Could you write out the opening lines of the data, word for word, stopping after the line that contains "use crate::task::Task;"?

─── Extracted records ───

//! Priority scorer: combines sub-scores according to a strategy.

use crate::error::Result;
use crate::explain::explain;
use crate::factors::{dependency_score, effort_score, importance_score, urgency_score};
use crate::strategy::{Strategy, SubScore};
use crate::task::Task;
use chrono::{Local, NaiveDate};
use serde::{Deserialize, Serialize};

/// Display band for a final score.
#[derive(Debug, Clone, Copy, PartialEq, Eq, PartialOrd, Ord, Serialize, Deserialize)]
#[serde(rename_all = "lowercase")]
pub enum PriorityLevel {
    Low,
    Medium,
    High,
}

impl PriorityLevel {
    pub fn from_score(score: f64) -> Self {
        if score >= 75.0 {
            PriorityLevel::High
        } else if score >= 50.0 {
            PriorityLevel::Medium
        } else {
            PriorityLevel::Low
        }
    }

    pub fn label(&self) -> &'static str {
        match self {
            PriorityLevel::High => "high",
            PriorityLevel::Medium => "medium",
            PriorityLevel::Low => "low",
        }
    }
}

/// Component values for one task. Sub-scores the strategy ignores stay `None`.
#[derive(Debug, Clone, Copy, Default, PartialEq, Serialize, Deserialize)]
pub struct SubScores {
    pub urgency: Option<f64>,
    pub importance: Option<f64>,
    pub effort: Option<f64>,
    pub dependency: Option<f64>,
}

impl SubScores {
    pub fn get(&self, sub: SubScore) -> Option<f64> {
        match sub {
            SubScore::Urgency => self.urgency,
            SubScore::Importance => self.importance,
            SubScore::Effort => self.effort,
            SubScore::Dependency => self.dependency,
        }
    }
}

/// A task with its score attached.
#[derive(Debug, Clone, PartialEq, Serialize, Deserialize)]
pub struct ScoredTask {
    #[serde(flatten)]
    pub task: Task,
    pub priority_score: f64,
    pub explanation: String,
    pub priority_level: PriorityLevel,
}

/// Immutable once built; safe to share between threads.
#[derive(Debug, Clone, Copy, Default, PartialEq, Eq)]
pub struct PriorityScorer {
    strategy: Strategy,
    today: Option<NaiveDate>,
}

impl PriorityScorer {
    pub fn new(strategy: Strategy) -> Self {
        Self {
            strategy,
            today: None,
        }
    }

    /// Build from a strategy name, rejecting anything unrecognized.
    pub fn from_name(name: &str) -> Result<Self> {
        Ok(Self::new(Strategy::parse(name)?))
    }

    /// Pin the reference date used for urgency. Defaults to the local date.
    pub fn with_today(mut self, today: NaiveDate) -> Self {
        self.today = Some(today);
        self
    }

    pub fn strategy(&self) -> Strategy {
        self.strategy
    }

    pub fn today(&self) -> NaiveDate {
        self.today.unwrap_or_else(|| Local::now().date_naive())
    }

    /// Compute the sub-scores the strategy needs. `batch` is only consulted
    /// for dependency pressure.
    pub fn sub_scores(&self, task: &Task, batch: &[Task]) -> SubScores {
        self.sub_scores_on(task, batch, self.today())
    }

    fn sub_scores_on(&self, task: &Task, batch: &[Task], today: NaiveDate) -> SubScores {
        let mut out = SubScores::default();
        for (sub, _) in self.strategy.weights() {
            match sub {
                SubScore::Urgency => out.urgency = Some(urgency_score(task, today)),
                SubScore::Importance => out.importance = Some(importance_score(task)),
                SubScore::Effort => out.effort = Some(effort_score(task)),
                SubScore::Dependency => out.dependency = Some(dependency_score(task, batch)),
            }
        }
        out
    }

    /// Final 0-100 score, rounded to two decimals.
    pub fn score(&self, task: &Task, batch: &[Task]) -> f64 {
        self.score_on(task, batch, self.today())
    }

    fn score_on(&self, task: &Task, batch: &[Task], today: NaiveDate) -> f64 {
        let subs = self.sub_scores_on(task, batch, today);
        let total: f64 = self
            .strategy
            .weights()
            .iter()
            .map(|(sub, w)| subs.get(*sub).unwrap_or(0.0) * w)
            .sum();
        round2(total.clamp(0.0, 100.0))
    }

    pub fn score_task(&self, task: &Task, batch: &[Task]) -> ScoredTask {
        self.score_task_on(task, batch, self.today())
    }

    pub(crate) fn score_task_on(&self, task: &Task, batch: &[Task], today: NaiveDate) -> ScoredTask {
        let priority_score = self.score_on(task, batch, today);
        ScoredTask {
            task: task.clone(),
            priority_score,
            explanation: explain(task, today),
            priority_level: PriorityLevel::from_score(priority_score),
        }
    }
}

/// Two decimals, rounding the exact stored value with ties to even.
fn round2(x: f64) -> f64 {
    let scaled = x * 100.0;
    // What the multiply lost; decides ties that exist only after rounding.
    let residual = x.mul_add(100.0, -scaled);
    let cents = if (scaled - scaled.trunc()).abs() == 0.5 && residual != 0.0 {
        if residual > 0.0 {
            scaled.ceil()
        } else {
            scaled.floor()
        }
    } else {
        scaled.round_ties_even()
    };
    cents / 100.0
}
use std::rc::Rc;

use gloo_timers::callback::Interval;
use yew::prelude::*;

/// Circular index over a fixed, non-empty list.
#[derive(Clone, Debug, PartialEq, Eq)]
pub struct Carousel {
    index: usize,
    len: usize,
}

pub enum CarouselAction {
    Next,
    Previous,
    /// Callers only pass indices of the list they render.
    JumpTo(usize),
}

impl Carousel {
    /// Panics when `len` is zero; every carousel on the page wraps a
    /// compiled-in list with at least one entry.
    pub fn new(len: usize) -> Self {
        assert!(len > 0, "carousel needs at least one item");
        Self { index: 0, len }
    }

    pub fn index(&self) -> usize {
        self.index
    }

    pub fn len(&self) -> usize {
        self.len
    }

    pub fn next(&mut self) {
        self.index = (self.index + 1) % self.len;
    }

    pub fn previous(&mut self) {
        self.index = (self.index + self.len - 1) % self.len;
    }

    pub fn jump_to(&mut self, index: usize) {
        self.index = index;
    }

    pub fn is_active(&self, index: usize) -> bool {
        self.index == index
    }

    /// 1-based position for "step n / len" labels.
    pub fn position(&self) -> usize {
        self.index + 1
    }

    pub fn progress_percent(&self) -> u32 {
        ((self.position() as f64 / self.len as f64) * 100.0).round() as u32
    }
}

impl Reducible for Carousel {
    type Action = CarouselAction;

    fn reduce(self: Rc<Self>, action: Self::Action) -> Rc<Self> {
        let mut next = (*self).clone();
        match action {
            CarouselAction::Next => next.next(),
            CarouselAction::Previous => next.previous(),
            CarouselAction::JumpTo(index) => next.jump_to(index),
        }
        next.into()
    }
}

#[hook]
pub fn use_carousel(len: usize) -> UseReducerHandle<Carousel> {
    use_reducer(move || Carousel::new(len))
}

/// Advances the carousel every `period_ms` for as long as the component is
/// mounted. Manual navigation does not pause or restart the timer, so a tick
/// can land right after a click.
#[hook]
pub fn use_auto_rotate(carousel: &UseReducerHandle<Carousel>, period_ms: u32) {
    let dispatcher = carousel.dispatcher();
    use_effect_with_deps(
        move |period_ms| {
            log::debug!("Starting carousel rotation every {}ms", period_ms);
            let interval = Interval::new(*period_ms, move || {
                dispatcher.dispatch(CarouselAction::Next);
            });
            move || drop(interval)
        },
        period_ms,
    );
}

#[cfg(test)]
mod tests {
    use super::*;
    use crate::config;

    /// Rotations a fixed-period timer has fired after `elapsed_ms`.
    fn ticks_elapsed(period_ms: u32, elapsed_ms: u64) -> u64 {
        if period_ms == 0 {
            return 0;
        }
        elapsed_ms / u64::from(period_ms)
    }

    #[test]
    fn next_len_times_returns_to_start() {
        for len in 1..=12 {
            for start in 0..len {
                let mut carousel = Carousel::new(len);
                carousel.jump_to(start);
                for _ in 0..len {
                    carousel.next();
                }
                assert_eq!(carousel.index(), start, "len {len}, start {start}");
            }
        }
    }

    #[test]
    fn next_then_previous_is_identity() {
        for len in 1..=12 {
            for start in 0..len {
                let mut carousel = Carousel::new(len);
                carousel.jump_to(start);
                carousel.next();
                carousel.previous();
                assert_eq!(carousel.index(), start);
            }
        }
    }

    #[test]
    fn previous_wraps_from_first_to_last() {
        let mut carousel = Carousel::new(10);
        carousel.previous();
        assert_eq!(carousel.index(), 9);
    }

    #[test]
    fn jump_to_selects_exactly_that_index() {
        let mut carousel = Carousel::new(3);
        carousel.jump_to(2);
        assert_eq!(carousel.index(), 2);
        assert!(carousel.is_active(2));
        assert!(!carousel.is_active(0));
        assert!(!carousel.is_active(1));
    }

    #[test]
    fn single_item_carousel_stays_put() {
        let mut carousel = Carousel::new(1);
        carousel.next();
        assert_eq!(carousel.index(), 0);
        carousel.previous();
        assert_eq!(carousel.index(), 0);
    }

    #[test]
    #[should_panic]
    fn empty_carousel_is_rejected() {
        let _ = Carousel::new(0);
    }

    #[test]
    fn reducer_applies_actions() {
        let state = Rc::new(Carousel::new(4));
        let state = state.reduce(CarouselAction::Previous);
        assert_eq!(state.index(), 3);
        let state = state.reduce(CarouselAction::Next);
        assert_eq!(state.index(), 0);
        let state = state.reduce(CarouselAction::JumpTo(2));
        assert_eq!(state.index(), 2);
    }

    #[test]
    fn progress_tracks_position() {
        let mut steps = Carousel::new(10);
        assert_eq!(steps.position(), 1);
        assert_eq!(steps.progress_percent(), 10);
        steps.jump_to(9);
        assert_eq!(steps.progress_percent(), 100);

        let mut thirds = Carousel::new(3);
        thirds.jump_to(0);
        assert_eq!(thirds.progress_percent(), 33);
        thirds.next();
        assert_eq!(thirds.progress_percent(), 67);
    }

    #[test]
    fn testimonials_come_back_around_after_fifteen_seconds() {
        let mut testimonials = Carousel::new(3);
        let ticks = ticks_elapsed(config::TESTIMONIAL_ROTATE_MS, 15_000);
        assert_eq!(ticks, 3);
        for _ in 0..ticks {
            testimonials.next();
        }
        assert_eq!(testimonials.index(), 0);
    }

    #[test]
    fn timer_tick_overrides_manual_selection() {
        let state = Rc::new(Carousel::new(3));
        let state = state.reduce(CarouselAction::JumpTo(2));
        // The rotation timer fires right after the click.
        let state = state.reduce(CarouselAction::Next);
        assert_eq!(state.index(), 0);
    }

    #[test]
    fn partial_periods_do_not_tick() {
        assert_eq!(ticks_elapsed(5000, 4999), 0);
        assert_eq!(ticks_elapsed(5000, 5000), 1);
        assert_eq!(ticks_elapsed(0, 10_000), 0);
    }
}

───

> **Written response**
//! Priority scorer: combines sub-scores according to a strategy.

use crate::error::Result;
use crate::explain::explain;
use crate::factors::{dependency_score, effort_score, importance_score, urgency_score};
use crate::strategy::{Strategy, SubScore};
use crate::task::Task;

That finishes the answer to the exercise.